Nov. 6th, 2006 12:38 am
mmcirvin: (Default)
[personal profile] mmcirvin
Via Lindsay Beyerstein: Punchscan is interesting. They've come up with a way to give voters a receipt they can check against a website to ensure that their votes were counted properly, without being able to use that receipt to prove how they voted to anyone else. The randomly-generated ballot separates into two pieces, and both are necessary to tell how you voted, but the one you keep can be used for verification.

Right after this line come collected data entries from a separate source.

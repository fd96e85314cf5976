pub mod config;
pub mod cutover;
pub mod error;
pub mod facade;
pub mod merge;
pub mod normalize;
pub mod report;
pub mod source;
pub mod vocabulary;

pub use error::ReportError;
pub use facade::ReportFacade;
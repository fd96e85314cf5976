use axum::{response::IntoResponse, Json};
use serde_json::json;

use storymetrics_core::vocabulary::MetricKey;

/// `GET /api/metrics` - Canonical metric keys with their display labels.
pub async fn list_metrics() -> impl IntoResponse {
    let metrics: Vec<_> = MetricKey::ALL
        .into_iter()
        .map(|key| json!({ "key": key, "label": key.label() }))
        .collect();
    Json(json!({ "data": metrics }))
}
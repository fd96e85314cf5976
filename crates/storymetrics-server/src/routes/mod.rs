pub mod health;
pub mod metrics;
pub mod reports;
#![allow(clippy::unwrap_used, clippy::expect_used)]

use std::sync::{Arc, Mutex};

use axum::extract::State;
use axum::http::{HeaderMap, StatusCode, Uri};
use axum::response::IntoResponse;
use axum::{Json, Router};
use chrono::NaiveDate;
use serde_json::{json, Value};

use storymetrics_core::config::LegacyConfig;
use storymetrics_core::report::{DateRange, ReportKind};
use storymetrics_core::source::{LegacyQuery, LegacySource, NextGenParams, NextGenSource};
use storymetrics_core::vocabulary::DimensionKey;
use storymetrics_core::ReportError;
use storymetrics_sources::{LegacyReportClient, NextGenReportClient, ServiceClient};

#[derive(Debug, Clone)]
struct Seen {
    uri: String,
    authorization: Option<String>,
    body: Value,
}

#[derive(Clone)]
struct Stub {
    seen: Arc<Mutex<Vec<Seen>>>,
    status: StatusCode,
    reply: Value,
}

async fn record(
    State(stub): State<Stub>,
    uri: Uri,
    headers: HeaderMap,
    Json(body): Json<Value>,
) -> impl IntoResponse {
    stub.seen.lock().expect("lock").push(Seen {
        uri: uri.to_string(),
        authorization: headers
            .get("authorization")
            .and_then(|v| v.to_str().ok())
            .map(str::to_string),
        body,
    });
    (stub.status, Json(stub.reply.clone()))
}

/// Serve `reply` with `status` for every request; returns the base URL and the
/// request log.
async fn spawn_stub(status: StatusCode, reply: Value) -> (String, Arc<Mutex<Vec<Seen>>>) {
    let seen = Arc::new(Mutex::new(Vec::new()));
    let app = Router::new().fallback(record).with_state(Stub {
        seen: Arc::clone(&seen),
        status,
        reply,
    });
    let listener = tokio::net::TcpListener::bind("127.0.0.1:0")
        .await
        .expect("bind stub");
    let addr = listener.local_addr().expect("stub addr");
    tokio::spawn(async move {
        axum::serve(listener, app).await.expect("serve stub");
    });
    (format!("http://{addr}"), seen)
}

fn day(y: i32, m: u32, d: u32) -> NaiveDate {
    NaiveDate::from_ymd_opt(y, m, d).expect("valid date")
}

fn params() -> NextGenParams {
    NextGenParams {
        story_id: "story-42".to_string(),
        range: DateRange::new(day(2023, 7, 1), day(2023, 7, 31)),
    }
}

#[tokio::test]
async fn service_client_posts_action_envelope_and_returns_data() {
    let (url, seen) = spawn_stub(StatusCode::OK, json!({ "data": { "rows": [] } })).await;
    let client = NextGenReportClient::from_url(&url).expect("client");

    let report = client
        .fetch(ReportKind::Acquisition, &params())
        .await
        .expect("report");
    assert!(report.rows.is_empty());

    let seen = seen.lock().expect("lock").clone();
    assert_eq!(seen.len(), 1);
    let body = &seen[0].body;
    assert_eq!(body["action"], "storyAcquisitionReport");
    assert_eq!(
        body["params"],
        json!({ "storyId": "story-42", "startDate": "2023-07-01", "endDate": "2023-07-31" })
    );
    assert!(body["meta"]["requestId"].is_string());
}

#[tokio::test]
async fn service_client_surfaces_remote_status_and_message() {
    let (url, _) = spawn_stub(
        StatusCode::SERVICE_UNAVAILABLE,
        json!({ "message": "property quota exhausted" }),
    )
    .await;
    let client = NextGenReportClient::from_url(&url).expect("client");

    let err = client.fetch(ReportKind::ByDay, &params()).await.unwrap_err();
    match err {
        ReportError::Remote { status, message } => {
            assert_eq!(status, 503);
            assert_eq!(message, "property quota exhausted");
        }
        other => panic!("expected remote error, got {other:?}"),
    }
}

#[tokio::test]
async fn service_client_sends_configured_headers() {
    let (url, seen) = spawn_stub(StatusCode::OK, json!({ "data": 7 })).await;
    let client = ServiceClient::new(&url)
        .expect("client")
        .with_header("authorization", "Bearer svc")
        .expect("header");

    let value: u32 = client
        .request("ping", &json!({}), json!({}))
        .await
        .expect("request");
    assert_eq!(value, 7);
    assert_eq!(
        seen.lock().expect("lock")[0].authorization.as_deref(),
        Some("Bearer svc")
    );
}

#[tokio::test]
async fn service_client_requires_data_field() {
    let (url, _) = spawn_stub(StatusCode::OK, json!({ "result": 1 })).await;
    let client = ServiceClient::new(&url).expect("client");
    let err = client
        .request::<_, Value>("ping", &json!({}), json!({}))
        .await
        .unwrap_err();
    assert!(matches!(err, ReportError::Malformed(_)));
}

/// Serve a fixed text body with `200 OK` for every request.
async fn spawn_text_stub(body: &'static str) -> String {
    let app = Router::new().fallback(move || async move { body });
    let listener = tokio::net::TcpListener::bind("127.0.0.1:0")
        .await
        .expect("bind stub");
    let addr = listener.local_addr().expect("stub addr");
    tokio::spawn(async move {
        axum::serve(listener, app).await.expect("serve stub");
    });
    format!("http://{addr}")
}

#[tokio::test]
async fn next_gen_non_json_success_body_is_malformed() {
    let url = spawn_text_stub("<html>gateway</html>").await;
    let client = NextGenReportClient::from_url(&url).expect("client");

    let err = client.fetch(ReportKind::ByDay, &params()).await.unwrap_err();
    assert!(matches!(err, ReportError::Malformed(_)), "got {err:?}");
}

#[tokio::test]
async fn next_gen_data_of_wrong_shape_is_malformed() {
    for reply in [json!({ "data": null }), json!({ "data": [1, 2, 3] })] {
        let (url, _) = spawn_stub(StatusCode::OK, reply).await;
        let client = NextGenReportClient::from_url(&url).expect("client");

        let err = client.fetch(ReportKind::Totals, &params()).await.unwrap_err();
        assert!(matches!(err, ReportError::Malformed(_)), "got {err:?}");
        assert!(err.to_string().contains("storyReport"));
    }
}

#[test]
fn service_client_rejects_empty_url() {
    assert!(matches!(
        ServiceClient::new("  "),
        Err(ReportError::Validation(_))
    ));
}

fn legacy_client(url: &str) -> LegacyReportClient {
    LegacyReportClient::new(&LegacyConfig {
        api_url: url.to_string(),
        view_id: "98765".to_string(),
        access_token: Some("legacy-token".to_string()),
        subject_dimension: "ga:dimension2".to_string(),
    })
    .expect("legacy client")
}

#[tokio::test]
async fn legacy_fetch_posts_batch_with_quota_user() {
    let reply = json!({ "reports": [{
        "columnHeader": {
            "dimensions": ["ga:deviceCategory"],
            "metricHeader": { "metricHeaderEntries": [{ "name": "ga:pageviews", "type": "INTEGER" }] }
        },
        "data": { "rows": [{ "dimensions": ["mobile"], "metrics": [{ "values": ["14"] }] }] }
    }]});
    let (url, seen) = spawn_stub(StatusCode::OK, reply).await;

    let report = legacy_client(&url)
        .fetch(&LegacyQuery {
            subject_id: "story-42".to_string(),
            range: DateRange::new(day(2023, 1, 1), day(2023, 6, 30)),
            dimension: Some(DimensionKey::DeviceCategory),
            quota_user: Some("editor-3".to_string()),
        })
        .await
        .expect("report");
    assert_eq!(report.data.rows.len(), 1);

    let seen = seen.lock().expect("lock").clone();
    assert_eq!(seen[0].uri, "/v4/reports:batchGet?quotaUser=editor-3");
    assert_eq!(seen[0].authorization.as_deref(), Some("Bearer legacy-token"));
    let requests = seen[0].body["reportRequests"].as_array().expect("requests");
    assert_eq!(requests.len(), 1);
    assert_eq!(requests[0]["viewId"], "98765");
    assert_eq!(requests[0]["dimensions"], json!([{ "name": "ga:deviceCategory" }]));
}

#[tokio::test]
async fn legacy_batch_sends_every_query() {
    let (url, seen) = spawn_stub(StatusCode::OK, json!({ "reports": [{}, {}] })).await;
    let query = |dimension| LegacyQuery {
        subject_id: "story-1".to_string(),
        range: DateRange::new(day(2023, 1, 1), day(2023, 1, 31)),
        dimension,
        quota_user: None,
    };

    let batch = legacy_client(&url)
        .batch_get(&[query(Some(DimensionKey::Date)), query(None)], None)
        .await
        .expect("batch");
    assert_eq!(batch.reports.len(), 2);

    let seen = seen.lock().expect("lock").clone();
    assert_eq!(seen[0].uri, "/v4/reports:batchGet");
    assert_eq!(seen[0].body["reportRequests"].as_array().map(Vec::len), Some(2));
}

#[tokio::test]
async fn legacy_fault_is_a_transport_error() {
    let (url, _) = spawn_stub(StatusCode::FORBIDDEN, json!({ "error": { "code": 403 } })).await;
    let err = legacy_client(&url)
        .fetch(&LegacyQuery {
            subject_id: "story-1".to_string(),
            range: DateRange::new(day(2023, 1, 1), day(2023, 1, 31)),
            dimension: None,
            quota_user: None,
        })
        .await
        .unwrap_err();
    assert!(matches!(err, ReportError::Transport(_)));
    assert!(err.to_string().contains("403"));
}
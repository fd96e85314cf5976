//! Raw backend report shapes and their conversion into canonical [`Row`]s.

use serde::{Deserialize, Serialize};
use serde_json::Value;

use crate::error::ReportError;
use crate::report::{Dimension, MetricSet, Row};
use crate::vocabulary::{dimension_key, metric_key, DimensionKey, MetricName, Source};

/// Body of a legacy batch-report call.
#[derive(Debug, Clone, Default, Serialize, Deserialize)]
#[serde(rename_all = "camelCase")]
pub struct LegacyBatchResponse {
    #[serde(default)]
    pub reports: Vec<LegacyReport>,
}

/// One report from a legacy batch response.
#[derive(Debug, Clone, Default, Serialize, Deserialize)]
#[serde(rename_all = "camelCase")]
pub struct LegacyReport {
    #[serde(default)]
    pub column_header: LegacyColumnHeader,
    #[serde(default)]
    pub data: LegacyReportData,
}

#[derive(Debug, Clone, Default, Serialize, Deserialize)]
#[serde(rename_all = "camelCase")]
pub struct LegacyColumnHeader {
    #[serde(default)]
    pub dimensions: Vec<String>,
    #[serde(default)]
    pub metric_header: LegacyMetricHeader,
}

#[derive(Debug, Clone, Default, Serialize, Deserialize)]
#[serde(rename_all = "camelCase")]
pub struct LegacyMetricHeader {
    #[serde(default)]
    pub metric_header_entries: Vec<MetricHeader>,
}

#[derive(Debug, Clone, Default, Serialize, Deserialize)]
#[serde(rename_all = "camelCase")]
pub struct LegacyReportData {
    #[serde(default)]
    pub rows: Vec<LegacyRow>,
}

#[derive(Debug, Clone, Default, Serialize, Deserialize)]
#[serde(rename_all = "camelCase")]
pub struct LegacyRow {
    #[serde(default)]
    pub dimensions: Vec<String>,
    /// One value set per requested date range; only the first is read.
    #[serde(default)]
    pub metrics: Vec<LegacyValueSet>,
}

#[derive(Debug, Clone, Default, Serialize, Deserialize)]
pub struct LegacyValueSet {
    #[serde(default)]
    pub values: Vec<Value>,
}

#[derive(Debug, Clone, Default, Serialize, Deserialize)]
pub struct MetricHeader {
    pub name: String,
    #[serde(default, rename = "type", skip_serializing_if = "Option::is_none")]
    pub metric_type: Option<String>,
}

/// Report returned (as `data`) by the next-gen reporting service.
#[derive(Debug, Clone, Default, Serialize, Deserialize)]
#[serde(rename_all = "camelCase")]
pub struct NextGenReport {
    #[serde(default)]
    pub dimension_headers: Vec<DimensionHeader>,
    #[serde(default)]
    pub metric_headers: Vec<MetricHeader>,
    #[serde(default)]
    pub rows: Vec<NextGenRow>,
}

#[derive(Debug, Clone, Default, Serialize, Deserialize)]
pub struct DimensionHeader {
    pub name: String,
}

#[derive(Debug, Clone, Default, Serialize, Deserialize)]
#[serde(rename_all = "camelCase")]
pub struct NextGenRow {
    #[serde(default)]
    pub dimension_values: Vec<ValueCell>,
    #[serde(default)]
    pub metric_values: Vec<ValueCell>,
}

#[derive(Debug, Clone, Default, Serialize, Deserialize)]
pub struct ValueCell {
    #[serde(default)]
    pub value: Value,
}

/// A raw report from either backend.
#[derive(Debug, Clone)]
pub enum RawReport {
    Legacy(LegacyReport),
    NextGen(NextGenReport),
}

impl RawReport {
    pub fn source(&self) -> Source {
        match self {
            RawReport::Legacy(_) => Source::Legacy,
            RawReport::NextGen(_) => Source::NextGen,
        }
    }
}

/// Both raw shapes reduced to header names plus positional value lists.
struct Table<'a> {
    dimensions: Vec<&'a str>,
    metrics: Vec<&'a str>,
    rows: Vec<TableRow<'a>>,
}

struct TableRow<'a> {
    dimensions: Vec<String>,
    metrics: Vec<&'a Value>,
}

impl RawReport {
    fn table<'a>(&'a self) -> Result<Table<'a>, ReportError> {
        match self {
            RawReport::Legacy(report) => {
                let header = &report.column_header;
                let rows = report
                    .data
                    .rows
                    .iter()
                    .map(|row| -> Result<TableRow<'a>, ReportError> {
                        let values = row.metrics.first().ok_or_else(|| {
                            ReportError::malformed("legacy row has no metric values")
                        })?;
                        Ok(TableRow {
                            dimensions: row.dimensions.clone(),
                            metrics: values.values.iter().collect(),
                        })
                    })
                    .collect::<Result<Vec<_>, _>>()?;
                Ok(Table {
                    dimensions: header.dimensions.iter().map(String::as_str).collect(),
                    metrics: header
                        .metric_header
                        .metric_header_entries
                        .iter()
                        .map(|m| m.name.as_str())
                        .collect(),
                    rows,
                })
            }
            RawReport::NextGen(report) => Ok(Table {
                dimensions: report
                    .dimension_headers
                    .iter()
                    .map(|d| d.name.as_str())
                    .collect(),
                metrics: report.metric_headers.iter().map(|m| m.name.as_str()).collect(),
                rows: report
                    .rows
                    .iter()
                    .map(|row| TableRow {
                        dimensions: row.dimension_values.iter().map(|c| text(&c.value)).collect(),
                        metrics: row.metric_values.iter().map(|c| &c.value).collect(),
                    })
                    .collect(),
            }),
        }
    }
}

/// Convert a raw report into canonical rows, in source order.
///
/// An empty report yields no rows. Metric names missing from the source's
/// table are kept under their source name.
pub fn normalize(raw: &RawReport) -> Result<Vec<Row>, ReportError> {
    let source = raw.source();
    let table = raw.table()?;
    if table.rows.is_empty() {
        return Ok(Vec::new());
    }

    // Rows carry at most one dimension.
    let dimension = match table.dimensions.as_slice() {
        [] => None,
        [name] => Some(dimension_key(source, name)),
        names => {
            return Err(ReportError::malformed(format!(
                "expected at most one dimension, got {}",
                names.len()
            )))
        }
    };
    let metrics: Vec<MetricName> = table
        .metrics
        .iter()
        .map(|name| metric_key(source, name))
        .collect();

    table
        .rows
        .iter()
        .map(|row| normalize_row(dimension.as_ref(), &metrics, row))
        .collect()
}

fn normalize_row(
    dimension: Option<&DimensionKey>,
    metric_names: &[MetricName],
    row: &TableRow<'_>,
) -> Result<Row, ReportError> {
    let expected_dimensions = usize::from(dimension.is_some());
    if row.dimensions.len() != expected_dimensions {
        return Err(ReportError::malformed(format!(
            "row has {} dimension values, header declares {}",
            row.dimensions.len(),
            expected_dimensions
        )));
    }
    if row.metrics.len() != metric_names.len() {
        return Err(ReportError::malformed(format!(
            "row has {} metric values, header declares {}",
            row.metrics.len(),
            metric_names.len()
        )));
    }

    let dimension = match (dimension, row.dimensions.first()) {
        (Some(key), Some(raw)) => Some(Dimension {
            key: key.clone(),
            value: key.format_value(raw)?,
        }),
        _ => None,
    };

    let mut metrics = MetricSet::new();
    for (name, value) in metric_names.iter().zip(&row.metrics) {
        let number = coerce_metric(value)?;
        match name {
            MetricName::Canonical(key) => metrics.add(*key, number),
            MetricName::Unmapped(name) => metrics.set_unmapped(name.clone(), number),
        }
    }

    Ok(Row { dimension, metrics })
}

fn text(value: &Value) -> String {
    match value {
        Value::String(s) => s.clone(),
        Value::Null => String::new(),
        other => other.to_string(),
    }
}

// Backends send numbers as strings; blanks and nulls count as 0.
fn coerce_metric(value: &Value) -> Result<f64, ReportError> {
    let number = match value {
        Value::Number(n) => n.as_f64(),
        Value::String(s) if s.trim().is_empty() => Some(0.0),
        Value::String(s) => s.trim().parse::<f64>().ok(),
        Value::Null => Some(0.0),
        _ => None,
    };
    match number {
        Some(n) if n.is_finite() && n >= 0.0 => Ok(n),
        _ => Err(ReportError::malformed(format!(
            "metric value {value} is not a non-negative number"
        ))),
    }
}
use std::sync::Arc;

use anyhow::Result;
use tracing::info;

use storymetrics_core::ReportFacade;
use storymetrics_server::state::AppState;
use storymetrics_sources::{LegacyReportClient, NextGenReportClient};

/// `storymetrics health`: liveness probe for Docker HEALTHCHECK.
///
/// Calls `GET http://localhost:$STORYMETRICS_PORT/health`.
/// Exits 0 if the server responds with HTTP 200, exits 1 otherwise.
fn run_health_check() -> ! {
    let port = std::env::var("STORYMETRICS_PORT").unwrap_or_else(|_| "3000".to_string());
    let url = format!("http://localhost:{}/health", port);
    match ureq::get(&url).call() {
        Ok(resp) if resp.status() == 200 => std::process::exit(0),
        _ => std::process::exit(1),
    }
}

#[tokio::main]
async fn main() -> Result<()> {
    let args: Vec<String> = std::env::args().collect();
    if args.get(1).map(|s| s.as_str()) == Some("health") {
        run_health_check();
    }
    // Structured JSON logging. Level controlled via RUST_LOG env var.
    tracing_subscriber::fmt()
        .with_env_filter(
            tracing_subscriber::EnvFilter::from_default_env()
                .add_directive("storymetrics=info".parse()?),
        )
        .json()
        .init();

    let cfg = storymetrics_server::config::Config::from_env().map_err(|e| anyhow::anyhow!(e))?;

    // Both backend clients live for the whole process and are shared by
    // every report.
    let legacy = LegacyReportClient::new(&cfg.legacy)?;
    let next_gen = NextGenReportClient::from_url(&cfg.reporting_service_url)?;
    if cfg.legacy.access_token.is_none() {
        tracing::warn!(
            "STORYMETRICS_LEGACY_ACCESS_TOKEN not set; legacy reports are sent unauthenticated"
        );
    }

    let facade = ReportFacade::new(Arc::new(legacy), Arc::new(next_gen));
    info!(
        cutover = %facade.classifier().cutover(),
        cutover_instant = %facade.classifier().cutover_instant(cfg.view_timezone),
        view_timezone = %cfg.view_timezone,
        "Report engine ready"
    );

    let state = Arc::new(AppState::new(facade, cfg.view_timezone));
    let addr = format!("0.0.0.0:{}", cfg.port);
    let app = storymetrics_server::app::build_app(state);

    info!(port = cfg.port, "storymetrics listening on {}", addr);

    let listener = tokio::net::TcpListener::bind(&addr).await?;
    axum::serve(listener, app)
        .with_graceful_shutdown(async move {
            tokio::signal::ctrl_c().await.ok();
        })
        .await?;

    Ok(())
}
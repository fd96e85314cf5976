use axum::{http::StatusCode, response::IntoResponse, Json};
use serde_json::json;

/// `GET /health` - liveness check.
///
/// Response shape:
/// ```json
/// { "status": "ok", "version": "0.1.0" }
/// ```
#[tracing::instrument]
pub async fn health() -> impl IntoResponse {
    (
        StatusCode::OK,
        Json(json!({
            "status": "ok",
            "version": env!("CARGO_PKG_VERSION")
        })),
    )
}
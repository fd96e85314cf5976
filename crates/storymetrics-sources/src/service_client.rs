use anyhow::Context;
use reqwest::header::{HeaderMap, HeaderName, HeaderValue, CONTENT_TYPE};
use reqwest::Client;
use serde::de::DeserializeOwned;
use serde::Serialize;
use serde_json::{json, Value};
use tracing::debug;
use url::Url;

use storymetrics_core::ReportError;

/// Generic request/response client for a remote microservice.
///
/// Every call is a JSON `POST` of `{action, params, meta}` to a single URL.
/// Success responses carry the result under `data`; failures carry a
/// `message` and use the HTTP status for classification.
#[derive(Clone)]
pub struct ServiceClient {
    client: Client,
    url: Url,
    headers: HeaderMap,
}

impl ServiceClient {
    pub fn new(url: &str) -> Result<Self, ReportError> {
        Self::with_client(Client::new(), url)
    }

    pub fn with_client(client: Client, url: &str) -> Result<Self, ReportError> {
        if url.trim().is_empty() {
            return Err(ReportError::validation("no service URL was provided"));
        }
        let url = Url::parse(url)
            .map_err(|e| ReportError::validation(format!("invalid service URL '{url}': {e}")))?;
        Ok(Self {
            client,
            url,
            headers: HeaderMap::new(),
        })
    }

    /// Add a header sent with every request.
    pub fn with_header(mut self, name: &str, value: &str) -> Result<Self, ReportError> {
        let name = HeaderName::try_from(name)
            .map_err(|e| ReportError::validation(format!("invalid header name: {e}")))?;
        let value = HeaderValue::try_from(value)
            .map_err(|e| ReportError::validation(format!("invalid header value: {e}")))?;
        self.headers.insert(name, value);
        Ok(self)
    }

    pub fn url(&self) -> &Url {
        &self.url
    }

    pub async fn request<P, T>(
        &self,
        action: &str,
        params: &P,
        meta: Value,
    ) -> Result<T, ReportError>
    where
        P: Serialize + ?Sized,
        T: DeserializeOwned,
    {
        let body = json!({ "action": action, "params": params, "meta": meta });
        debug!(action, url = %self.url, "dispatching service request");

        let resp = self
            .client
            .post(self.url.clone())
            .headers(self.headers.clone())
            .header(CONTENT_TYPE, "application/json")
            .body(serde_json::to_vec(&body)?)
            .send()
            .await
            .with_context(|| format!("service request '{action}' failed"))?;

        let status = resp.status();
        let text = resp
            .text()
            .await
            .with_context(|| format!("reading service response for '{action}' failed"))?;

        if !status.is_success() {
            let message = serde_json::from_str::<Value>(&text)
                .ok()
                .and_then(|v| v.get("message").and_then(Value::as_str).map(str::to_string))
                .unwrap_or(text);
            return Err(ReportError::Remote {
                status: status.as_u16(),
                message,
            });
        }

        // Success bodies that don't match the expected shape are malformed.
        let mut parsed: Value = serde_json::from_str(&text)
            .map_err(|e| ReportError::malformed(format!("'{action}' response is not JSON: {e}")))?;
        let data = parsed
            .get_mut("data")
            .map(Value::take)
            .ok_or_else(|| {
                ReportError::malformed(format!("'{action}' response has no data field"))
            })?;
        serde_json::from_value(data)
            .map_err(|e| ReportError::malformed(format!("'{action}' response: {e}")))
    }
}
use thiserror::Error;

/// Failures surfaced by the reporting engine.
///
/// Nothing in the engine retries: every variant reaches the caller as-is, and
/// a failure on either side of a straddling report fails the whole report.
#[derive(Debug, Error)]
pub enum ReportError {
    /// The request was rejected before any network call was made.
    #[error("validation error: {0}")]
    Validation(String),

    /// The legacy reporting API (or the connection to either backend) failed.
    #[error("transport error: {0:#}")]
    Transport(#[from] anyhow::Error),

    /// The remote reporting service answered with a non-success status.
    #[error("remote service error ({status}): {message}")]
    Remote { status: u16, message: String },

    /// A backend answered with a shape the normalizer cannot read.
    #[error("malformed response: {0}")]
    Malformed(String),

    #[error("serialization error: {0}")]
    Serialization(#[from] serde_json::Error),
}

impl ReportError {
    pub fn validation(msg: impl Into<String>) -> Self {
        Self::Validation(msg.into())
    }

    pub fn malformed(msg: impl Into<String>) -> Self {
        Self::Malformed(msg.into())
    }

    /// HTTP status reported by the remote service, when there is one.
    pub fn remote_status(&self) -> Option<u16> {
        match self {
            Self::Remote { status, .. } => Some(*status),
            _ => None,
        }
    }
}
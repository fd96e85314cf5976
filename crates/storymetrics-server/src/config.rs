/// Re-export `Config` from `storymetrics-core` for use within this crate.
///
/// Environment parsing lives in `storymetrics-core` so integration tests can
/// build a config without the server.
pub use storymetrics_core::config::{Config, LegacyConfig};
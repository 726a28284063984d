//! Repository layer.
//!
//! Each repository is a zero-sized struct providing async CRUD methods
//! that accept `&PgPool` as the first argument.

pub mod product_repo;

pub use product_repo::ProductRepo;
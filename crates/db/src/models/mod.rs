//! Domain model structs and DTOs.
//!
//! Each submodule contains:
//! - A `FromRow` + `Serialize` entity struct matching the database row
//! - A `Deserialize` create DTO for inserts
//! - A `Deserialize` update DTO (all `Option` fields) for patches

pub mod product;
use std::sync::Arc;

use crate::config::ServerConfig;

/// Shared application state available to all Axum handlers via `State<AppState>`.
///
/// This is cheaply cloneable (inner data is behind `Arc` or is already `Clone`).
#[derive(Clone)]
pub struct AppState {
    /// Database connection pool, constructed once at startup and injected
    /// here rather than accessed through any global.
    pub pool: marketplace_db::DbPool,
    /// Server configuration.
    pub config: Arc<ServerConfig>,
}
//! Database access layer: pool lifecycle, models, and repositories.

pub mod models;
pub mod repositories;

use sqlx::postgres::PgPoolOptions;

pub type DbPool = sqlx::PgPool;

/// Create a connection pool from a database URL.
pub async fn create_pool(database_url: &str) -> Result<DbPool, sqlx::Error> {
    PgPoolOptions::new()
        .max_connections(20)
        .connect(database_url)
        .await
}

/// Verify the database is reachable.
pub async fn health_check(pool: &DbPool) -> Result<(), sqlx::Error> {
    sqlx::query("SELECT 1").execute(pool).await?;
    Ok(())
}

/// Apply pending migrations from `db/migrations`.
pub async fn run_migrations(pool: &DbPool) -> Result<(), sqlx::migrate::MigrateError> {
    sqlx::migrate!("../../db/migrations").run(pool).await
}
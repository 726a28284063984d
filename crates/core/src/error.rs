#[derive(Debug, thiserror::Error)]
pub enum CoreError {
    #[error("{entity} not found")]
    NotFound { entity: &'static str },

    #[error("Validation failed: {0}")]
    Validation(String),
}
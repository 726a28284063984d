//! Request handlers.
//!
//! Each submodule provides async handler functions for a single entity type.
//! Handlers delegate to the corresponding repository in `marketplace_db` and
//! map errors via [`crate::error::AppError`].

pub mod products;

(The requirement of nonverifiability to others is why current voting systems don't give you a receipt: if you could prove how you voted, that could be used to pay or coerce people to vote a certain way.)

Despite their assurances, I do wonder about usability issues; they've given some thought to disabled access, but these ballots do seem slightly more complex than the simple optical-scan system we use in most elections here, though not anywhere near as bad as Palm Beach-style punch-card ballots.

Date: 2006-11-06 07:16 am (UTC)
From: [identity profile] avitzur.livejournal.com
Rivest proposed a method to achieve the same goals of anonymity, privacy, and auditability without complex crypto. Schneirer describes it here (http://www.schneier.com/blog/archives/2006/10/new_voting_prot.html). Rivest's paper is here (http://theory.csail.mit.edu/~rivest/Rivest-TheThreeBallotVotingSystem.pdf) (pdf).

Date: 2006-11-07 02:51 am (UTC)
From: [identity profile] mmcirvin.livejournal.com
The Rivest system looks much harder for the voter to use than the Punchscan one; I'd think that it would create a problem with erroneous ballots far greater than the usual troubles with untabulated votes.